Collected data entries
★ ★ ★

//! Mock platform for host testing.
//!
//! Records every actuator call and models the battery as an idle voltage
//! that drops to a loaded voltage while any motor is running.

use embedded_hal::delay::DelayNs;
use heapless::Vec;

use super::platform::{AccelMode, Accelerometer, MotorActuator, MotorTestProfiles, PowerMonitor};
use crate::health::{MotorTestProfile, NBR_OF_MOTORS};

/// Maximum number of recorded actuator calls
pub const MOCK_CALL_CAPACITY: usize = 128;

/// Actuator call recorded by [`MockHealthPlatform`]
#[derive(Debug, Clone, Copy, PartialEq, Eq)]
pub enum ActuatorCall {
    SetRatio { motor: usize, ratio: u16 },
    StopAll,
    Beep { motor: usize, enable: bool, frequency_hz: u16, ratio: u16 },
}

/// Mock implementation of every health collaborator
#[derive(Debug, Clone)]
pub struct MockHealthPlatform {
    /// Voltage reported while all motors are stopped
    pub idle_voltage: f32,
    /// Voltage reported while any motor is running
    pub loaded_voltage: f32,
    /// Profile returned for every motor
    pub profile: MotorTestProfile,
    ratios: [u16; NBR_OF_MOTORS],
    accel_mode: AccelMode,
    mode_changes: u32,
    calls: Vec<ActuatorCall, MOCK_CALL_CAPACITY>,
}

impl MockHealthPlatform {
    /// Create a mock with a constant voltage and the brushed profile
    pub fn new(voltage: f32) -> Self {
        Self::with_load_voltage(voltage, voltage)
    }

    /// Create a mock whose voltage drops to `loaded` while motors run
    pub fn with_load_voltage(idle: f32, loaded: f32) -> Self {
        Self {
            idle_voltage: idle,
            loaded_voltage: loaded,
            profile: MotorTestProfile::BRUSHED,
            ratios: [0; NBR_OF_MOTORS],
            accel_mode: AccelMode::Flight,
            mode_changes: 0,
            calls: Vec::new(),
        }
    }

    /// Replace the profile returned for every motor
    pub fn with_profile(mut self, profile: MotorTestProfile) -> Self {
        self.profile = profile;
        self
    }

    /// Current ratio of each motor
    pub fn ratios(&self) -> &[u16; NBR_OF_MOTORS] {
        &self.ratios
    }

    /// Whether any motor has a nonzero ratio
    pub fn any_motor_running(&self) -> bool {
        self.ratios.iter().any(|&r| r > 0)
    }

    /// Current accelerometer mode
    pub fn accel_mode(&self) -> AccelMode {
        self.accel_mode
    }

    /// Number of `set_mode` calls received
    pub fn mode_changes(&self) -> u32 {
        self.mode_changes
    }

    /// Recorded actuator calls, oldest first
    pub fn calls(&self) -> &[ActuatorCall] {
        &self.calls
    }

    /// Number of beep-start calls recorded for `motor`
    pub fn beeps_started(&self, motor: usize) -> usize {
        self.calls
            .iter()
            .filter(|c| matches!(c, ActuatorCall::Beep { motor: m, enable: true, .. } if *m == motor))
            .count()
    }

    /// Forget recorded calls
    pub fn clear_calls(&mut self) {
        self.calls.clear();
    }

    fn record(&mut self, call: ActuatorCall) {
        // Drop calls once full; tests only inspect short sequences
        let _ = self.calls.push(call);
    }
}

impl MotorActuator for MockHealthPlatform {
    fn set_ratio(&mut self, motor: usize, ratio: u16) {
        if let Some(r) = self.ratios.get_mut(motor) {
            *r = ratio;
        }
        self.record(ActuatorCall::SetRatio { motor, ratio });
    }

    fn stop_all(&mut self) {
        self.ratios = [0; NBR_OF_MOTORS];
        self.record(ActuatorCall::StopAll);
    }

    fn beep(&mut self, motor: usize, enable: bool, frequency_hz: u16, ratio: u16) {
        self.record(ActuatorCall::Beep {
            motor,
            enable,
            frequency_hz,
            ratio,
        });
    }
}

impl Accelerometer for MockHealthPlatform {
    fn set_mode(&mut self, mode: AccelMode) {
        self.accel_mode = mode;
        self.mode_changes += 1;
    }
}

impl PowerMonitor for MockHealthPlatform {
    fn battery_voltage(&self) -> f32 {
        if self.any_motor_running() {
            self.loaded_voltage
        } else {
            self.idle_voltage
        }
    }
}

impl MotorTestProfiles for MockHealthPlatform {
    fn health_test_profile(&self, _motor: usize) -> MotorTestProfile {
        self.profile
    }
}

/// Blocking delay that only accumulates the requested time
#[derive(Debug, Clone, Copy, Default)]
pub struct MockDelay {
    elapsed_ns: u64,
}

impl MockDelay {
    pub const fn new() -> Self {
        Self { elapsed_ns: 0 }
    }

    /// Total requested delay in milliseconds
    pub fn elapsed_ms(&self) -> u64 {
        self.elapsed_ns / 1_000_000
    }
}

impl DelayNs for MockDelay {
    fn delay_ns(&mut self, ns: u32) {
        self.elapsed_ns += ns as u64;
    }
}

★ ★ ★

Exercise brief: Report back each line of the entries that holds the string "Debug".

Reply to the exercise:
#[derive(Debug, Clone, Copy, PartialEq, Eq)]
#[derive(Debug, Clone)]
#[derive(Debug, Clone, Copy, Default)]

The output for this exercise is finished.